With this brazen and reflexive new attack on the voters’ will, the die is being cast for the narrative of the 2018 election cycle: one in which Republicans across the state will be forced to look their constituents in the eye and explain to them with a straight face how they intend to maintain the public trust while not actually trusting the public. It’s not a good look for anyone seeking elected office anywhere, much less in a state with such a robust history of citizen participation in politics–as Maine does.

But for the time being, most appear to be undeterred. Auburn Rep. Bruce Bickford dismissed the Medicaid vote as giving “everyone a free pony,” despite the measure passing in Auburn by a healthy 54 percent margin. Bickford himself once lost his seat in that district in 2012 by a single-digit vote margin, and reclaimed the seat in 2014 with just under 53% of the vote. GOP gubernatorial candidates Mary Mayhew and Kenneth Fredette have also doubled down in their opposition to the measure, apparently unperturbed that once one of them perhaps eventually makes it through the Republican primary that person will have to face these same voters.
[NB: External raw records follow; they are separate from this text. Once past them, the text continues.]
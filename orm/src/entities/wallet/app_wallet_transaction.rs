use rbatis::rbdc::datetime::DateTime;
use rbatis::{crud, impl_select};
use rust_decimal::Decimal;
use serde::{Deserialize, Serialize};

/// 钱包账变流水表
///
/// 只追加不修改。amount 记录对可用余额的影响（冻结为负、解冻为正），
/// 余额口径的流水满足 balance_after(n) = balance_after(n-1) + amount
#[derive(Debug, Clone, Serialize, Deserialize)]
pub struct AppWalletTransaction {
    pub id: Option<i64>,
    pub serial_no: Option<String>,
    pub wallet_id: i64,
    pub user_id: i64,
    /// 账变类型 见 WalletChangeType
    pub change_type: i32,
    pub change_type_name: Option<String>,
    pub amount: Decimal,
    pub balance_before: Decimal,
    pub balance_after: Decimal,
    pub frozen_before: Decimal,
    pub frozen_after: Decimal,
    /// 引起本次账变的业务对象
    pub related_id: Option<i64>,
    pub related_type: Option<String>,
    pub description: Option<String>,
    /// 后台操作触发时记录操作者
    pub operator_id: Option<i64>,
    pub create_time: Option<DateTime>,
}

crud!(AppWalletTransaction {}, "app_wallet_transaction");
impl_select!(AppWalletTransaction{select_by_wallet_id(wallet_id: i64) -> Vec => "`where wallet_id = #{wallet_id} order by id asc`"});
impl_select!(AppWalletTransaction{select_by_user_id(user_id: i64) -> Vec => "`where user_id = #{user_id} order by id asc`"});

impl AppWalletTransaction {
    pub const TABLE_NAME: &'static str = "app_wallet_transaction";
}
With Republican leaders so enthusiastically backing themselves into this corner, the field is wide open for opposing candidates to simply point to these votes, acknowledge the voice of the voters, and commit to act as good-faith stewards for the voters’ expressed will. Because ultimately, there are few campaign messages simpler than “I hear you, and I’ll listen to you,” and few more repulsive than “I heard you, and I didn’t care.”